Some history, we are a small development company, and we build websites and apps for marketing agencies who don’t have the skills in house. We might start three new projects a week.

I have wanted us to use svn for some time, but I just can’t get my head around how it would benefit us. I understand it can control versions, but we have never needed to control versions of sites. As an example of a project, we might have to build a site with a cms, so we create a copy of a previous site and the apply the new HTML and add any features. Once the site is done and made live, we might never touch it again.

Something else I don’t like is it seems cumbersome, each time we start a new project you would have to ssh into the server, create a new repository, and then edit a file to setup users and the config to allow access to the repository via http.

Currently we are using dropbox, and store all working copies of project in there where we can all access the files and work on them knowing they are up to date, and we FTP files up onto the server when we are ready.

Am I just completely missing the point of svn, or is it just not suitable for us?

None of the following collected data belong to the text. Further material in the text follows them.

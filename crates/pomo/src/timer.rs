//! Session timer
//!
//! [`TimerState`] is the countdown state machine. [`SessionTimer`] drives it
//! from a one-second tick and a keypress subscription, both owned by the
//! timer and released together when the session ends.
//!
//! ```text
//! Idle -> Running <-> Paused -> Finished
//!            \          /
//!             +-> Quit <+
//! ```

use std::io::{self, Write};
use std::time::Duration;

use chrono::Local;
use pomo_notify::{Notification, Notifier};
use tokio::time::{interval_at, Instant, Interval, MissedTickBehavior};

use crate::controls::{Control, Controls};
use crate::render::{Notice, Renderer};
use crate::schedule::SessionSpec;

/// Tick period
pub const TICK: Duration = Duration::from_secs(1);

/// Lifecycle of a countdown
#[derive(Debug, Clone, Copy, PartialEq, Eq)]
pub enum Phase {
    Running,
    Paused,
    Finished,
}

/// What a single tick did
#[derive(Debug, Clone, Copy, PartialEq, Eq)]
pub enum Tick {
    /// Render `remaining`, then count down one second
    Progress { remaining: u64 },
    /// Countdown reached zero; the session is finished
    Expired,
}

/// How a session ended
#[derive(Debug, Clone, Copy, PartialEq, Eq)]
pub enum SessionOutcome {
    Completed,
    Skipped,
    Quit,
}

/// Countdown state for one session
#[derive(Debug, Clone, PartialEq, Eq)]
pub struct TimerState {
    remaining: u64,
    total: u64,
    phase: Phase,
}

impl TimerState {
    /// Start a running countdown
    pub fn start(duration_seconds: u64) -> Self {
        Self {
            remaining: duration_seconds,
            total: duration_seconds,
            phase: Phase::Running,
        }
    }

    pub fn remaining(&self) -> u64 {
        self.remaining
    }

    pub fn total(&self) -> u64 {
        self.total
    }

    pub fn phase(&self) -> Phase {
        self.phase
    }

    /// Advance one second. Ticks outside `Running` do nothing.
    pub fn tick(&mut self) -> Option<Tick> {
        if self.phase != Phase::Running {
            return None;
        }

        if self.remaining == 0 {
            self.phase = Phase::Finished;
            return Some(Tick::Expired);
        }

        let remaining = self.remaining;
        self.remaining -= 1;
        Some(Tick::Progress { remaining })
    }

    /// Returns whether the pause was honored
    pub fn pause(&mut self) -> bool {
        if self.phase != Phase::Running {
            return false;
        }
        self.phase = Phase::Paused;
        true
    }

    /// Returns whether the resume was honored
    pub fn resume(&mut self) -> bool {
        if self.phase != Phase::Paused {
            return false;
        }
        self.phase = Phase::Running;
        true
    }

    /// End the countdown early (skip or quit)
    pub fn stop(&mut self) -> bool {
        if self.phase == Phase::Finished {
            return false;
        }
        self.phase = Phase::Finished;
        true
    }
}

/// Notification settings for finished sessions
pub struct Alerts<'a> {
    notifier: &'a dyn Notifier,
    icon: Option<String>,
    sound: bool,
}

impl<'a> Alerts<'a> {
    pub fn new(notifier: &'a dyn Notifier, icon: Option<String>, sound: bool) -> Self {
        Self { notifier, icon, sound }
    }

    /// The notification sent when a session of `spec`'s mode completes
    pub fn notification(&self, spec: &SessionSpec) -> Notification {
        let label = spec.mode.label();
        let mut notification = Notification::new(label.notification_message).with_title(label.notification_title);
        if let Some(icon) = &self.icon {
            notification = notification.with_icon(icon);
        }
        if !self.sound {
            notification = notification.silent();
        }
        notification
    }

    fn fire(&self, spec: &SessionSpec) {
        self.notifier.notify(self.notification(spec));
    }
}

/// A running session: countdown plus the tick and keypress handles
pub struct SessionTimer {
    spec: SessionSpec,
    state: TimerState,
    ticker: Option<Interval>,
    controls: Option<Controls>,
}

impl SessionTimer {
    pub fn new(spec: SessionSpec, controls: Controls) -> Self {
        Self {
            spec,
            state: TimerState::start(spec.duration_seconds),
            ticker: None,
            controls: Some(controls),
        }
    }

    /// Run the session until it completes, is skipped, or the user quits
    pub async fn run<W: Write>(mut self, out: &mut Renderer<W>, alerts: &Alerts<'_>) -> io::Result<SessionOutcome> {
        let label = self.spec.mode.label();
        let ends_at = Local::now() + chrono::Duration::seconds(self.spec.duration_seconds as i64);
        out.start_banner(label, self.spec.duration_seconds, &ends_at.format("%H:%M").to_string())?;
        out.legend()?;

        self.ticker = Some(new_ticker());
        tracing::debug!(mode = self.spec.mode.as_str(), seconds = self.spec.duration_seconds, "session started");

        loop {
            tokio::select! {
                _ = next_tick(&mut self.ticker) => {
                    if let Some(outcome) = self.on_tick(out, alerts)? {
                        return Ok(outcome);
                    }
                }
                control = next_control(&mut self.controls) => match control {
                    Some(control) => {
                        if let Some(outcome) = self.on_control(control, out)? {
                            return Ok(outcome);
                        }
                    }
                    None => {
                        tracing::debug!("keyboard closed, counting down without controls");
                        self.controls = None;
                    }
                },
            }
        }
    }

    fn on_tick<W: Write>(&mut self, out: &mut Renderer<W>, alerts: &Alerts<'_>) -> io::Result<Option<SessionOutcome>> {
        let label = self.spec.mode.label();
        match self.state.tick() {
            Some(Tick::Progress { remaining }) => {
                out.progress(label, self.state.total(), remaining)?;
                Ok(None)
            }
            Some(Tick::Expired) => {
                self.ticker = None;
                out.progress(label, self.state.total(), 0)?;
                out.end_progress()?;
                out.completion(label)?;
                alerts.fire(&self.spec);
                self.release();
                tracing::debug!(mode = self.spec.mode.as_str(), "session completed");
                Ok(Some(SessionOutcome::Completed))
            }
            None => Ok(None),
        }
    }

    fn on_control<W: Write>(&mut self, control: Control, out: &mut Renderer<W>) -> io::Result<Option<SessionOutcome>> {
        match control {
            Control::Pause => {
                if self.state.pause() {
                    self.ticker = None;
                    out.notice(Notice::Paused)?;
                    tracing::debug!(remaining = self.state.remaining(), "paused");
                }
                Ok(None)
            }
            Control::Resume => {
                if self.state.resume() {
                    out.notice(Notice::Resumed)?;
                    self.ticker = Some(new_ticker());
                    tracing::debug!(remaining = self.state.remaining(), "resumed");
                }
                Ok(None)
            }
            Control::Skip => {
                self.state.stop();
                self.ticker = None;
                out.notice(Notice::Skipped)?;
                self.release();
                tracing::debug!(mode = self.spec.mode.as_str(), "session skipped");
                Ok(Some(SessionOutcome::Skipped))
            }
            Control::Quit => {
                self.state.stop();
                self.ticker = None;
                out.notice(Notice::Quit)?;
                self.release();
                tracing::debug!("quit requested");
                Ok(Some(SessionOutcome::Quit))
            }
        }
    }

    /// Drop the keypress subscription
    fn release(&mut self) {
        self.controls = None;
    }
}

/// A one-second interval whose first tick is one period away
fn new_ticker() -> Interval {
    let mut ticker = interval_at(Instant::now() + TICK, TICK);
    ticker.set_missed_tick_behavior(MissedTickBehavior::Delay);
    ticker
}

async fn next_tick(ticker: &mut Option<Interval>) {
    match ticker {
        Some(ticker) => {
            ticker.tick().await;
        }
        None => std::future::pending().await,
    }
}

async fn next_control(controls: &mut Option<Controls>) -> Option<Control> {
    match controls {
        Some(controls) => controls.recv().await,
        None => std::future::pending().await,
    }
}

Subversion is appropriate in a multi-developer environment with an OOP framework. It may be overkill for small sites.

Where you will probably find the most value is maintenance.

On the occasions you do need edit, or develop the site/cms further, you’ll be able to deploy with the click of a button. Compare that to spending an hour ftp’ing dozens (or even 100s) of files manually into different directories, etc.

For kind of relatively small projects you’re describing svn does sound a bit overkill. It really comes in handy with larger projects, or when multiple people need to access the same files all the time.

Off Topic:

SVN is starting to get a bit outdated, if you want versioning you may want to look at more modern systems like git and mercurial instead.